* **EXERCISE DETAILS**
Nothing but an exact copy is wanted: the line with "stops startup here" and each line after it in the data below, last line included.

* **THE DATA**
// Main entry point - Dependency injection and server setup
use std::sync::Arc;

use dashboard_composer::application::dashboard_service::DashboardService;
use dashboard_composer::application::registry::ComponentRegistry;
use dashboard_composer::infrastructure::components::register_custom_components;
use dashboard_composer::infrastructure::config::{load_app_config, load_custom_data, load_server_config};
use dashboard_composer::presentation::app_state::AppState;
use dashboard_composer::presentation::router;
use tracing_subscriber::EnvFilter;

#[tokio::main]
async fn main() -> anyhow::Result<()> {
    // Initialize tracing
    tracing_subscriber::fmt()
        .with_env_filter(EnvFilter::try_from_default_env().unwrap_or_else(|_| EnvFilter::new("info")))
        .init();

    // Load configuration; an invalid schema stops startup here
    let server_config = load_server_config()?;
    let app_config = load_app_config(&server_config.paths.app_config)?;
    let custom_data = load_custom_data(&server_config.paths.custom_data)?;

    // Populate the registry, then freeze it
    let mut registry = ComponentRegistry::new();
    register_custom_components(&mut registry);
    tracing::info!(
        "Composing {} tabs with {} registered components",
        app_config.tabs().len(),
        registry.len()
    );

    let dashboard_service = DashboardService::new(Arc::new(app_config), Arc::new(registry), Arc::new(custom_data));
    let state = Arc::new(AppState::new(dashboard_service));

    // Start server
    let addr = server_config.server.socket_addr()?;
    tracing::info!("Starting dashboard-composer on {}", addr);

    axum::serve(tokio::net::TcpListener::bind(addr).await?, router(state)).await?;

    Ok(())
}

* **RESULT OF THE TASK**
    // Load configuration; an invalid schema stops startup here
    let server_config = load_server_config()?;
    let app_config = load_app_config(&server_config.paths.app_config)?;
    let custom_data = load_custom_data(&server_config.paths.custom_data)?;

    // Populate the registry, then freeze it
    let mut registry = ComponentRegistry::new();
    register_custom_components(&mut registry);
    tracing::info!(
        "Composing {} tabs with {} registered components",
        app_config.tabs().len(),
        registry.len()
    );

    let dashboard_service = DashboardService::new(Arc::new(app_config), Arc::new(registry), Arc::new(custom_data));
    let state = Arc::new(AppState::new(dashboard_service));

    // Start server
    let addr = server_config.server.socket_addr()?;
    tracing::info!("Starting dashboard-composer on {}", addr);

    axum::serve(tokio::net::TcpListener::bind(addr).await?, router(state)).await?;

    Ok(())
}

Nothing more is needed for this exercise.